As previously covered on this blog and in our alert, the U.S. House of Representatives passed the 21st Century Cures Act (H.R. 6) in July 2015.  The U.S. Senate Committee on Health, Education, Labor, and Pensions (commonly referred to as the “HELP Committee”) has worked on companion legislation to the House bill and, since February of this year, has held three executive sessions to consider a number of biomedical innovation bills.  The proposals that have been considered and passed by the HELP Committee include the following bills related to the regulation of medical devices.

  • The FDA Device Accountability Act of 2015 (S. 1622). This bill would require FDA to ensure that each agency employee who is involved in reviewing premarket submissions receives training on the least burdensome requirement and to assess periodically the implementation of those requirements.
  • The Advancing Breakthrough Medical Devices for Patients Act of 2015 (S. 1077). FDCA Section 515(d)(5) provides for priority review of PMAs for “breakthrough” devices.  S. 1077 would expand this program to all device classes.  The program would apply to devices that are breakthrough technologies, for which no approved alternatives exist, that offer significant advantages over existing approved or cleared alternatives, or the availability of which is in the best interest of patients.  These criteria reflect the same standard for determining a PMA’s eligibility for priority review under section 515(d)(5).
  • The Medical Electronic Data Technology Enhancement for Consumer’s Health (MEDTECH) Act (S. 1101). This bill would enact significant changes to FDA regulation of medical software and device accessories.  This bill is one of several that has been introduced in the past few years related to the regulation of software products.  This bill would exclude from the device definition several types of software, including software intended to encourage a healthy lifestyle, electronic patient records, and software that provides medical recommendations and the basis for those recommendations to health care professionals (excluding analysis of medical images or signals).
  • The Combination Product Regulatory Fairness Act of 2015 (S. 1767). This bill would clarify FDA’s authority for reviewing combination product applications and provide more information to sponsors.  S. 1767 would establish a process through which sponsors can submit a “Combination Product Review Plan” to FDA to obtain clarity and feedback from the agency regarding the development of a specific product and contains provisions that permit a combination product applicant to rely upon a prior finding of safety and effectiveness or substantial equivalence for an “approved constituent product” to support approval.  In addition, if FDA disagrees with the views of a product sponsor, FDA would be required to provide the scientific rationale supporting a determination that a product is not a medical device before making that determination and provide the scientific rationale for deciding the primary mode of action of a combination product.

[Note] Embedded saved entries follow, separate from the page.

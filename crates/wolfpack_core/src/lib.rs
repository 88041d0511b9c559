//! # Wolfpack Core
//!
//! Pack behavior engines for wolf-like agents in a host simulation.
//!
//! This crate contains:
//! - Vector and steering primitives shared by every behavior
//! - A grid spatial index for neighbor lookups
//! - Pack identity and the rank hierarchy
//! - Coordinated hunting with a cached pack distance order
//! - Territory defense and patrol
//! - Winter siege roles and the siege scheduler
//! - Metrics collection and structured logging
//!
//! ## Architecture
//!
//! Behaviors never move agents. Each one implements [`SteeringBehavior`] and
//! returns a force for the current tick; the host combines forces with its
//! own weights. Everything a behavior needs from the world arrives through
//! a [`BehaviorContext`] and the [`Services`] collaborators, so the engines
//! stay deterministic for a given context and seed.
//!
//! ## Example
//!
//! ```
//! use wolfpack_core::systems::siege::{role, select_target};
//! use wolfpack_core::config::SiegeConfig;
//! use wolfpack_data::{EntitySnapshot, Rank, SiegeRole, SiegeType, Species, Vec3};
//! use uuid::Uuid;
//!
//! let wolf = EntitySnapshot::new(Uuid::new_v4(), Species::Wolf, Vec3::ZERO);
//! let cow = EntitySnapshot::new(Uuid::new_v4(), Species::Cow, Vec3::flat(10.0, 0.0));
//! let candidates = [cow];
//!
//! assert_eq!(role(Rank::Beta), SiegeRole::Scout);
//! let picked = select_target(&wolf, SiegeRole::Scout, SiegeType::LivestockRaid, &candidates, &SiegeConfig::default());
//! assert_eq!(picked.map(|c| c.id), Some(cow.id));
//! ```

/// Host collaborator traits and fail-open helpers
pub mod collaborators;
/// Configuration for every engine
pub mod config;
/// Per-call behavior context
pub mod context;
/// Engine error type
pub mod error;
/// Performance metrics collection and logging
pub mod metrics;
/// Spatial hashing for neighbor queries
pub mod spatial_hash;
/// Steering primitives and the behavior trait
pub mod steering;
/// Pack engines (hierarchy, hunting, territory, siege)
pub mod systems;

pub use collaborators::{
    NeighborQuery, PopulationHealth, PreySelector, ResourceStore, Signal, SignalKind, SignalSink,
};
pub use context::{BehaviorContext, PackStanding};
pub use error::{EngineError, Result};
pub use metrics::{init_logging, Metrics};
pub use steering::{flee, seek, Services, SteeringBehavior};
pub use systems::hunting::PackHuntingBehavior;
pub use systems::siege::{SiegeScheduler, WolfSiegeBehavior};
pub use systems::social::HierarchyBehavior;
pub use systems::territory::PackTerritoryBehavior;
pub use wolfpack_data::Vec3;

Senator Lamar Alexander, who serves as chairman of the HELP Committee, has indicated that some issues will be addressed on the Senate floor, including oversight for laboratory developed tests (LDTs), postmarket device surveillance, and regenerative medicine.

The Senate’s discussion of LDT oversight will be closely watched, particularly given FDA’s statements that it intends to begin regulating LDTs as medical devices.  In a related development this week, the House Appropriations Committee passed by voice vote the Agriculture-FDA spending bill and included accompanying report language as follows:  “The Committee directs the FDA to suspend further efforts to finalize the LDT guidance and continue working with Congress to pass legislation that addresses a new pathway for regulation of LDTs in a transparent manner.”